El simbolismo y la íntima fotografía en «El cuento de la criada»
Mucho se ha hablado de El cuento de la criada (HBO), la serie distópica que este junio estrenó su tercera temporada. Con el machismo y el heteropatriarcado como ejes principales de la ficción, resulta difícil no incomodarse con la trama de la serie, y es que la opresión hacia la mujer y la violencia convierten El cuento de la criada en una historia dura, impactante, pero lo que es peor: no tan lejana de lo que podría ser realidad. Tal vez por esto sea «fácil» empatizar con las protagonistas e indignarse por lo que tienen que afrontar, pero más allá de la trama de esta serie -que por cierto se estrenó en 2017, el mismo año en qué Donald Trump logró la presidencia-, toca hablar de la fotografía que consigue adentrarnos de forma magistral a la República de Gilead (Estados Unidos en la ficción).
Nada es casualidad en El cuento de la criada: ni la decoración, ni la luz, ni el vestuario. Sobre éste último, el primer detalle que cabe mencionar es el rojo de las criadas y el verde de los teócratas que han tomado el poder. En todas las escenas de Gilead siempre habrá un toque rojo y uno azul verdoso. Es un recurso narrativo que ayuda al espectador a entender que siempre hay dos bandos, opresores y oprimidos, representativos de la realidad en este país ultrarreligioso, resultado de una Segunda Guerra Civil americana donde las mujeres fértiles -«criadas»- son obligadas a la servidumbre sexual con el fin de engendrar niños y unos políticos teócratas son los que toman el poder.

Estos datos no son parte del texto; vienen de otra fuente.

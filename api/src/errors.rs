use crate::artifact::ArtifactKind;
use crate::scheme::SchemeKind;
use std::{error, fmt, io};
use zkinfer_algebra::prelude::AlgebraError;
use zkinfer_groth16::Groth16Error;
use zkinfer_r1cs::R1csError;

pub(crate) type Result<T> = core::result::Result<T, ZkError>;

#[derive(Debug, Clone, Eq, PartialEq)]
#[allow(missing_docs)]
pub enum ZkError {
    Algebra(AlgebraError),
    R1cs(R1csError),
    Groth16(Groth16Error),
    /// An artifact with this name already exists and the store refuses to replace it.
    DuplicateArtifact(String),
    ArtifactNotFound(String),
    /// A string that is not a valid artifact name.
    InvalidArtifactId(String),
    /// The artifact was written by an incompatible version of the envelope format.
    UnsupportedFormatVersion(u8),
    ArtifactKindMismatch {
        expected: ArtifactKind,
        found: ArtifactKind,
    },
    SchemeMismatch {
        expected: SchemeKind,
        found: SchemeKind,
    },
    /// The scheme is recognised but has no implementation.
    SchemeNotSupported(SchemeKind),
    UnknownScheme(String),
    UnknownExportFormat(String),
    SerializationError(String),
    DeserializationError(String),
    InvalidModel(String),
    /// The operation was cancelled; any partial write was rolled back.
    Cancelled,
    Io(String),
    Config(String),
}

impl fmt::Display for ZkError {
    fn fmt(&self, f: &mut fmt::Formatter<'_>) -> fmt::Result {
        use ZkError::*;
        match self {
            Algebra(e) => write!(f, "Algebra: {}", e),
            R1cs(e) => write!(f, "R1CS: {}", e),
            Groth16(e) => write!(f, "Groth16: {}", e),
            DuplicateArtifact(id) => write!(f, "Artifact {} already exists", id),
            ArtifactNotFound(id) => write!(f, "Artifact {} not found", id),
            InvalidArtifactId(id) => write!(f, "Invalid artifact name: {}", id),
            UnsupportedFormatVersion(v) => write!(f, "Unsupported artifact format version {}", v),
            ArtifactKindMismatch { expected, found } => {
                write!(f, "Expected a {} artifact, found a {}", expected, found)
            }
            SchemeMismatch { expected, found } => {
                write!(f, "Expected a {} artifact, found a {} one", expected, found)
            }
            SchemeNotSupported(kind) => write!(f, "Proof scheme {} is not supported", kind),
            UnknownScheme(s) => write!(f, "Unknown proof scheme: {}", s),
            UnknownExportFormat(s) => write!(f, "Unknown export format: {}", s),
            SerializationError(msg) => write!(f, "Could not serialize: {}", msg),
            DeserializationError(msg) => write!(f, "Could not deserialize: {}", msg),
            InvalidModel(msg) => write!(f, "Invalid model: {}", msg),
            Cancelled => f.write_str("Operation cancelled"),
            Io(msg) => write!(f, "I/O: {}", msg),
            Config(msg) => write!(f, "Configuration: {}", msg),
        }
    }
}

impl error::Error for ZkError {}

impl From<AlgebraError> for ZkError {
    fn from(e: AlgebraError) -> ZkError {
        ZkError::Algebra(e)
    }
}

impl From<R1csError> for ZkError {
    fn from(e: R1csError) -> ZkError {
        ZkError::R1cs(e)
    }
}

impl From<Groth16Error> for ZkError {
    fn from(e: Groth16Error) -> ZkError {
        match e {
            Groth16Error::Cancelled => ZkError::Cancelled,
            e => ZkError::Groth16(e),
        }
    }
}

impl From<io::Error> for ZkError {
    fn from(e: io::Error) -> ZkError {
        ZkError::Io(e.to_string())
    }
}

impl From<config::ConfigError> for ZkError {
    fn from(e: config::ConfigError) -> ZkError {
        ZkError::Config(e.to_string())
    }
}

Sin embargo, en la tercera temporada el rojo -que representa la fertilidad de las criadas- se vuelve más brillante a criterio de la responsable de vestuario, ya que según ha explicado en los medios, pasa a ser la representación de la ira y el amor. Hay más colores, todos ellos con simbología, que sirven para cargar de significado implícito la imagen ante los espectadores: las «hijas» siempre aparecen con ropa blanca, color de la inocencia y la pureza; las «tías», que son las que controlan las criadas, visten el marrón y recuerdan el uniforme de cualquier cuerpo policial o militar; finalmente las «marthas», las trabajadoras del hogar, visten un verde oscuro y apagado.
Un recurso fenomenal y rápido de identificar gracias a la fotografía son los flashbacks que aparecen a lo largo de las temporadas. Si bien «el presente» es representado con poco contraste, imagenes luminosas saturadas de blancos, rojos y verdes, movimientos lentos de cámara y primeros planos, en «el pasado» cambia el tratamiento de colores, la composición, la luz, el encuadre y hasta el ritmo de la trama. En los flashbacks, la narración no está tan tratada, por lo que el espectador puede entender que lo que en la serie es el pasado, es presente para él, ya que la imagen asemeja a cómo vemos la realidad.
La serie -una adaptación de la novela de 1985 Margaret Atwood- destaca por su poca luz, con la finalidad de crear este ambiente íntimo, silencioso, frío y hostil. Son frecuentes las escenas con contraluces y poco iluminadas, pero la poca luz que hay sirve para señalar directamente al punto en el que el espectador debe posar su mirada.
Cada detalle está mimado hasta el final en El cuento de la criada. La soledad y el miedo pueden percibirse desde el inicio de la serie gracias también al encuadre. En la distópica República de Gilead abundan los primeros planos, en los que puede verse el sufrimiento y la locura que alcanza a veces Defred (Elisabeth Moss) con su enorme expresividad. En cambio los flashbacks son mucho más narrativos, planos abiertos y más velocidad tanto con los movimientos de cámara como en la propia acción de los protagonistas.
El cuento de la criada no deja a nadie indiferente. Apta para personas dispuestas a reflexionar e incluso a replantearse a sí mismas en el presente, es una obra magistral que ha conseguido captar la esencia de la novela original de Atwood.